The skater package provides an intuitive collection of analysis and utility functions for SNP-based kinship analysis. Functions in the package include tools for importing, parsing, and analyzing pedigree data, performing relationship degree inference, benchmarking relationship degree classification, and summarizing IBD segment data, described in full in the Use Cases section below. The package adheres to “tidy” data analysis principles, and builds upon the tools released under the tidyverse R ecosystem.8
The skater package is hosted in the Comprehensive R Archive Network (CRAN) which is the main repository for R packages: http://CRAN.R-project.org/package=skater. Users can install skater in R by executing the following code:
install.packages("skater")
Alternatively, the development version of skater is available on GitHub at https://github.com/signaturescience/skater. The development version may contain new features which are not yet available in the version hosted on CRAN. This version can be installed using the install_github() function in the devtools package:
install.packages("devtools") devtools::install_github("signaturescience/skater", build_vignettes=TRUE)

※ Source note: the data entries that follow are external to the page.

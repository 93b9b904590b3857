/// Factory: build the JWKS-backed `TokenValidator` from application `Config`.
use std::sync::Arc;

use tracing::{error, info};

use crate::config::Config;
use crate::error::AppError;
use crate::services::auth::{
    HttpKeyFetcher, KeyCache, TokenValidator,
    clock::{Clock, SystemClock},
};

pub fn build_token_validator(config: &Config) -> Result<Arc<TokenValidator>, AppError> {
    let fetcher = HttpKeyFetcher::new(config.jwks_url.clone(), config.jwks_fetch_timeout)
        .map_err(|e| {
            error!(error = %e, "failed to build JWKS fetcher");
            AppError::Internal
        })?;
    info!(url = %fetcher.url(), ttl = ?config.jwks_cache_ttl, "JWKS source configured");

    let clock: Arc<dyn Clock> = Arc::new(SystemClock);

    let keys = Arc::new(KeyCache::new(
        Arc::new(fetcher),
        clock.clone(),
        config.jwks_cache_ttl,
        config.jwks_fetch_timeout,
    ));

    Ok(Arc::new(TokenValidator::new(
        keys,
        clock,
        config.auth_audience.clone(),
        config.auth_issuer.clone(),
        config.access_token_leeway_seconds,
    )))
}
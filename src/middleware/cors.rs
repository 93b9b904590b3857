//! CORS policy for the browser frontend.
//!
//! Note:
//! - The frontend authenticates with an HTTP-only cookie, so credentials must be
//!   allowed, which in turn requires an explicit origin allowlist.
//! - This middleware should be applied at the Router level (not inside handlers).
//!
//! Policy:
//! - Allowlist non-empty: exact-match origins from Config, WITH credentials.
//! - Allowlist empty, development: permissive (Allow-Origin: *), WITHOUT credentials.
//! - Allowlist empty, production: no cross-origin access at all.

use axum::Router;
use axum::http::{HeaderName, HeaderValue, Method, header};
use tower_http::cors::{AllowOrigin, Any, CorsLayer};

use crate::config::Config;

/// Apply CORS policy to the given Router.
///
/// IMPORTANT:
/// - Do not combine wildcard origin (`Any`) with `allow_credentials(true)`.
pub fn apply(router: Router, config: &Config) -> Router {
    let allowed: Vec<HeaderValue> = config
        .cors_allowed_origins
        .iter()
        .filter_map(|s| HeaderValue::from_str(s).ok())
        .collect();

    let cors = if !allowed.is_empty() {
        CorsLayer::new()
            .allow_origin(AllowOrigin::list(allowed))
            .allow_credentials(true)
    } else if config.app_env.is_production() {
        // Empty allowlist in production: allow none (no CORS headers).
        CorsLayer::new().allow_origin(AllowOrigin::list(Vec::<HeaderValue>::new()))
    } else {
        CorsLayer::new().allow_origin(Any)
    }
    .allow_methods([
        Method::GET,
        Method::POST,
        Method::PUT,
        Method::PATCH,
        Method::DELETE,
        Method::OPTIONS,
    ])
    .allow_headers([
        header::AUTHORIZATION,
        header::CONTENT_TYPE,
        header::ACCEPT,
        HeaderName::from_static("x-request-id"),
    ])
    .max_age(std::time::Duration::from_secs(60 * 10));

    router.layer(cors)
}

When installing skater, other packages which skater depends on are automatically installed, including magritr, tibble, dplyr, tidyr, readr, purrr, kinship2, corrr, rlang, and others.
Minimal system requirements for installing and using skater include R (version 3.0.0 or higher) and several tidyverse packages8 that many R users will already have installed. Use cases are demonstrated in detail below. In summary, the skater package has functions for:
• Reading in various output files produced by commonly used tools in SNP-based kinship analysis
• Pedigree parsing, manpulation, and analysis
• Relationship degree inference
• Benchmarking and assessing relationship classification accuracy
• IBD segment analysis post-processing
A comprehensive reference for all the functions in the skater package is available at https://signaturescience.github.io/skater/.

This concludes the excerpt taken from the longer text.